**MATERIALS PROVIDED**

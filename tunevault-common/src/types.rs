//! Track/batch state vocabulary shared by the engine and its clients
//!
//! The track state machine and the derived batch state are pure data
//! definitions; all mutation policy lives in the engine's batch manager.

use serde::{Deserialize, Serialize};
use std::fmt;
use std::str::FromStr;

/// Lifecycle status of a single track
#[derive(Debug, Clone, Copy, PartialEq, Eq, Hash, Serialize, Deserialize)]
#[serde(rename_all = "SCREAMING_SNAKE_CASE")]
pub enum TrackStatus {
    /// Row created from an extractor candidate, not yet mapped
    Extracted,
    /// Mapper query in flight
    Matching,
    /// Mapped to a playable source id with acceptable confidence
    Matched,
    /// Mapped, but confidence fell below the acceptance threshold
    MatchedLowConfidence,
    /// Parked for an operator decision
    MatchingManual,
    /// Waiting for a download worker
    Queued,
    /// Claimed by the dispatcher, worker not yet running
    Dispatching,
    /// Worker actively fetching bytes
    Downloading,
    /// Audio file on disk, terminal
    Completed,
    /// Out of retries or unmatchable
    Failed,
}

impl TrackStatus {
    pub fn as_str(&self) -> &'static str {
        match self {
            TrackStatus::Extracted => "EXTRACTED",
            TrackStatus::Matching => "MATCHING",
            TrackStatus::Matched => "MATCHED",
            TrackStatus::MatchedLowConfidence => "MATCHED_LOW_CONFIDENCE",
            TrackStatus::MatchingManual => "MATCHING_MANUAL",
            TrackStatus::Queued => "QUEUED",
            TrackStatus::Dispatching => "DISPATCHING",
            TrackStatus::Downloading => "DOWNLOADING",
            TrackStatus::Completed => "COMPLETED",
            TrackStatus::Failed => "FAILED",
        }
    }

    /// Whether `self -> next` is a legal edge of the track state machine.
    ///
    /// Anything not listed here is treated by the batch manager as a silent
    /// no-op: the store is not touched.
    pub fn can_transition_to(&self, next: TrackStatus) -> bool {
        use TrackStatus::*;
        matches!(
            (*self, next),
            (Extracted, Matching | Matched | Queued)
                | (Matching, Matched | MatchedLowConfidence | Failed)
                | (Matched, Queued)
                | (MatchedLowConfidence, Matched | Matching | MatchingManual)
                | (MatchingManual, Matched | MatchedLowConfidence | Failed)
                | (Queued, Dispatching)
                | (Dispatching, Downloading | Queued)
                | (Downloading, Completed | Failed | Queued)
                | (Failed, Queued)
        )
    }

    /// Terminal states never leave via any edge except FAILED -> QUEUED.
    pub fn is_terminal(&self) -> bool {
        matches!(self, TrackStatus::Completed | TrackStatus::Failed)
    }
}

impl fmt::Display for TrackStatus {
    fn fmt(&self, f: &mut fmt::Formatter<'_>) -> fmt::Result {
        f.write_str(self.as_str())
    }
}

impl FromStr for TrackStatus {
    type Err = crate::Error;

    fn from_str(s: &str) -> Result<Self, Self::Err> {
        match s {
            "EXTRACTED" => Ok(TrackStatus::Extracted),
            "MATCHING" => Ok(TrackStatus::Matching),
            "MATCHED" => Ok(TrackStatus::Matched),
            "MATCHED_LOW_CONFIDENCE" => Ok(TrackStatus::MatchedLowConfidence),
            "MATCHING_MANUAL" => Ok(TrackStatus::MatchingManual),
            "QUEUED" => Ok(TrackStatus::Queued),
            "DISPATCHING" => Ok(TrackStatus::Dispatching),
            "DOWNLOADING" => Ok(TrackStatus::Downloading),
            "COMPLETED" => Ok(TrackStatus::Completed),
            "FAILED" => Ok(TrackStatus::Failed),
            other => Err(crate::Error::InvalidInput(format!(
                "unknown track status: {other}"
            ))),
        }
    }
}

/// Lifecycle state of a batch, derived from its tracks
#[derive(Debug, Clone, Copy, PartialEq, Eq, Serialize, Deserialize)]
#[serde(rename_all = "SCREAMING_SNAKE_CASE")]
pub enum BatchState {
    Extracting,
    Matching,
    Downloading,
    AwaitingUser,
    Queued,
    Completed,
    Failed,
}

impl BatchState {
    pub fn as_str(&self) -> &'static str {
        match self {
            BatchState::Extracting => "EXTRACTING",
            BatchState::Matching => "MATCHING",
            BatchState::Downloading => "DOWNLOADING",
            BatchState::AwaitingUser => "AWAITING_USER",
            BatchState::Queued => "QUEUED",
            BatchState::Completed => "COMPLETED",
            BatchState::Failed => "FAILED",
        }
    }
}

impl fmt::Display for BatchState {
    fn fmt(&self, f: &mut fmt::Formatter<'_>) -> fmt::Result {
        f.write_str(self.as_str())
    }
}

impl FromStr for BatchState {
    type Err = crate::Error;

    fn from_str(s: &str) -> Result<Self, Self::Err> {
        match s {
            "EXTRACTING" => Ok(BatchState::Extracting),
            "MATCHING" => Ok(BatchState::Matching),
            "DOWNLOADING" => Ok(BatchState::Downloading),
            "AWAITING_USER" => Ok(BatchState::AwaitingUser),
            "QUEUED" => Ok(BatchState::Queued),
            "COMPLETED" => Ok(BatchState::Completed),
            "FAILED" => Ok(BatchState::Failed),
            other => Err(crate::Error::InvalidInput(format!(
                "unknown batch state: {other}"
            ))),
        }
    }
}

/// Origin catalog of a submitted URL
#[derive(Debug, Clone, Copy, PartialEq, Eq, Serialize, Deserialize)]
#[serde(rename_all = "snake_case")]
pub enum SourcePlatform {
    /// The video platform itself (playlist import with direct source ids)
    VideoPlatform,
    /// The authenticated catalog service (playlists and albums)
    Catalog,
    /// Anything else we can only scrape a page from
    PageScrape,
}

impl SourcePlatform {
    pub fn as_str(&self) -> &'static str {
        match self {
            SourcePlatform::VideoPlatform => "video_platform",
            SourcePlatform::Catalog => "catalog",
            SourcePlatform::PageScrape => "page_scrape",
        }
    }
}

impl fmt::Display for SourcePlatform {
    fn fmt(&self, f: &mut fmt::Formatter<'_>) -> fmt::Result {
        f.write_str(self.as_str())
    }
}

impl FromStr for SourcePlatform {
    type Err = crate::Error;

    fn from_str(s: &str) -> Result<Self, Self::Err> {
        match s {
            "video_platform" => Ok(SourcePlatform::VideoPlatform),
            "catalog" => Ok(SourcePlatform::Catalog),
            "page_scrape" => Ok(SourcePlatform::PageScrape),
            other => Err(crate::Error::InvalidInput(format!(
                "unknown source platform: {other}"
            ))),
        }
    }
}

/// Per-status track counts for one batch, as read from the store
#[derive(Debug, Clone, Copy, Default, PartialEq, Eq)]
pub struct StatusCounts {
    pub total: i64,
    pub completed: i64,
    pub failed: i64,
    pub low_confidence: i64,
    /// MATCHING + QUEUED + DISPATCHING + DOWNLOADING
    pub active: i64,
}

/// Derive the batch state from the multiset of its tracks' statuses.
///
/// An all-failed batch is FAILED, not COMPLETED, so that rule is checked
/// before the completion rule. A batch with zero tracks keeps whatever
/// state submission gave it; callers must not invoke this with total == 0.
pub fn derive_batch_state(counts: &StatusCounts) -> BatchState {
    if counts.total > 0 && counts.failed == counts.total {
        BatchState::Failed
    } else if counts.completed + counts.failed == counts.total && counts.low_confidence == 0 {
        BatchState::Completed
    } else if counts.low_confidence > 0 && counts.active == 0 {
        BatchState::AwaitingUser
    } else if counts.active > 0 {
        BatchState::Downloading
    } else {
        BatchState::Queued
    }
}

**WORK TO BE COMPLETED**
Determine how many lines contain the string "VideoPlatform" in the listing, and state that number by itself.

**SOLUTION TO THIS TASK**
3